* **WHAT THE TASK REQUIRES**: Scan the lines below and report each one containing "headers" by copying it.
- Opening Delimiter -
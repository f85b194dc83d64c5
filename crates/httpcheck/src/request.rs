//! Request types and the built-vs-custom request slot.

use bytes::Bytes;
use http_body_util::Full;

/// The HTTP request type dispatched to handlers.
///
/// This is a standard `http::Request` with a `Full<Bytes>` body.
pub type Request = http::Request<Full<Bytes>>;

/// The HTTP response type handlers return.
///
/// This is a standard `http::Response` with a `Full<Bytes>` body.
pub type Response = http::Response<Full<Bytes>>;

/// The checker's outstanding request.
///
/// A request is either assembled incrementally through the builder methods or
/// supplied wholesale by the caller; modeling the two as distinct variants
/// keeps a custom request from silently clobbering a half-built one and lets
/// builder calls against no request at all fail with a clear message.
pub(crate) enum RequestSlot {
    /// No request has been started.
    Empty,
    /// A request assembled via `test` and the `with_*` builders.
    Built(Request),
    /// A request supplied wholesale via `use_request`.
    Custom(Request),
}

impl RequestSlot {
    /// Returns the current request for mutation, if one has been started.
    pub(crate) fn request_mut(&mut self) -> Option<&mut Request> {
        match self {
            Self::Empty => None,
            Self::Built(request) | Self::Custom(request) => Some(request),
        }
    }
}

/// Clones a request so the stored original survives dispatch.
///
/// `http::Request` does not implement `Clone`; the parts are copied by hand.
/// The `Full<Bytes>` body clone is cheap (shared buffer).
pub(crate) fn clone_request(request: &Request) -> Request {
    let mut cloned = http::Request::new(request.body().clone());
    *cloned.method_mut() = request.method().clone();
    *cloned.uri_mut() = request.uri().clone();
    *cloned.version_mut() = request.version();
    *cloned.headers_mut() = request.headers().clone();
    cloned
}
- Closing Delimiter -
- Opening Delimiter -
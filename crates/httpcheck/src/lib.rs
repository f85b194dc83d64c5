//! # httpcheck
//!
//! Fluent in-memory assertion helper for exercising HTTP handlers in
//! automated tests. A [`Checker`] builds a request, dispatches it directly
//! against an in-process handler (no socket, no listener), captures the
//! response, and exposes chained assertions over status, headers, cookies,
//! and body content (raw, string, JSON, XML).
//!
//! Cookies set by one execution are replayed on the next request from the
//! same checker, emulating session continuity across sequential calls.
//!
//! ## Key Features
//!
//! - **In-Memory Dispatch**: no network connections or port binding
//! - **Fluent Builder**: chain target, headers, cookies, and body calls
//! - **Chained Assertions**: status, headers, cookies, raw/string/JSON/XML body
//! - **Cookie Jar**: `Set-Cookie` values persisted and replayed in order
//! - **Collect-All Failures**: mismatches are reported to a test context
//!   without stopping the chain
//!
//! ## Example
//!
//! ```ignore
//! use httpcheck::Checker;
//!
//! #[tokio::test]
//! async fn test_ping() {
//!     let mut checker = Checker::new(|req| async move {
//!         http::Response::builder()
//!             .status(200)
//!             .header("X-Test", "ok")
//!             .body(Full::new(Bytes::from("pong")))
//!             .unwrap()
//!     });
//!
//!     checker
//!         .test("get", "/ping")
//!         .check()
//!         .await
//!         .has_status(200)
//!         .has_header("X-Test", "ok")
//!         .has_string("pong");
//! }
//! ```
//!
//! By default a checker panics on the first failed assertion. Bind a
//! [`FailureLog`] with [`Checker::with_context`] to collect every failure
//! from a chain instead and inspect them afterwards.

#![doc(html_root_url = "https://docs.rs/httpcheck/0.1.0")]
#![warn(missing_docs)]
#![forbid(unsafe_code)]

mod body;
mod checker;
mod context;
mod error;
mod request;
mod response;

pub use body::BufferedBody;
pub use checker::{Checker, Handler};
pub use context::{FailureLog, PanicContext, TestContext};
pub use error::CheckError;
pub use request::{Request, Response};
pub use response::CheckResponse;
- Closing Delimiter -
- Opening Delimiter -
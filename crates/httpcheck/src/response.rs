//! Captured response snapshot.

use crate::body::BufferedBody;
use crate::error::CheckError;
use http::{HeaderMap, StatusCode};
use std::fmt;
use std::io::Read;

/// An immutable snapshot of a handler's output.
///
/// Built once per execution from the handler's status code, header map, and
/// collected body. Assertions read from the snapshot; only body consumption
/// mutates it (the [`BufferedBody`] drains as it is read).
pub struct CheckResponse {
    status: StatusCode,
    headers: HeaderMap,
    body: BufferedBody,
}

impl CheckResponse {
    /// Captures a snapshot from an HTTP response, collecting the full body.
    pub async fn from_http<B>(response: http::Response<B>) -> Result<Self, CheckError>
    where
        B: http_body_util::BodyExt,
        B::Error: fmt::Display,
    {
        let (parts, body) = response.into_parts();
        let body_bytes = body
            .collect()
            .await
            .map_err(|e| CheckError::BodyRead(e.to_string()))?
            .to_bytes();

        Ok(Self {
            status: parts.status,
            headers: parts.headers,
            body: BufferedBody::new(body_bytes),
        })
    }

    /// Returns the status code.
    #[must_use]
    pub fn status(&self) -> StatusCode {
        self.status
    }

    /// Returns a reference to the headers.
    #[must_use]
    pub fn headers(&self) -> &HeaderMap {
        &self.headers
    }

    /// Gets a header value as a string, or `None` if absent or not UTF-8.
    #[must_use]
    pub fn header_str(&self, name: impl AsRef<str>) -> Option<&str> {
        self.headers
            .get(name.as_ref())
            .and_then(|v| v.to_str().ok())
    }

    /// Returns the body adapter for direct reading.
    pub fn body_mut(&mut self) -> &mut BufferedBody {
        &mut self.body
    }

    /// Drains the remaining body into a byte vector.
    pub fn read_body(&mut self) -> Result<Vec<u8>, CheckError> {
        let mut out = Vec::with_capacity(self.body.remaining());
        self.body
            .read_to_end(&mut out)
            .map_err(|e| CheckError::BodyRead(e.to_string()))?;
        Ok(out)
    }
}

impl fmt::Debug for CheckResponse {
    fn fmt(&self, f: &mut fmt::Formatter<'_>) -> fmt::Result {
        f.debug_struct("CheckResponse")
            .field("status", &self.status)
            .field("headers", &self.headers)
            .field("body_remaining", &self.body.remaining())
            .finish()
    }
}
- Closing Delimiter -
* **ANSWER FOR THE TASK**:
    *cloned.headers_mut() = request.headers().clone();
//! response, and exposes chained assertions over status, headers, cookies,
//! - **Fluent Builder**: chain target, headers, cookies, and body calls
//! - **Chained Assertions**: status, headers, cookies, raw/string/JSON/XML body
    headers: HeaderMap,
            headers: parts.headers,
    /// Returns a reference to the headers.
    pub fn headers(&self) -> &HeaderMap {
        &self.headers
        self.headers
            .field("headers", &self.headers)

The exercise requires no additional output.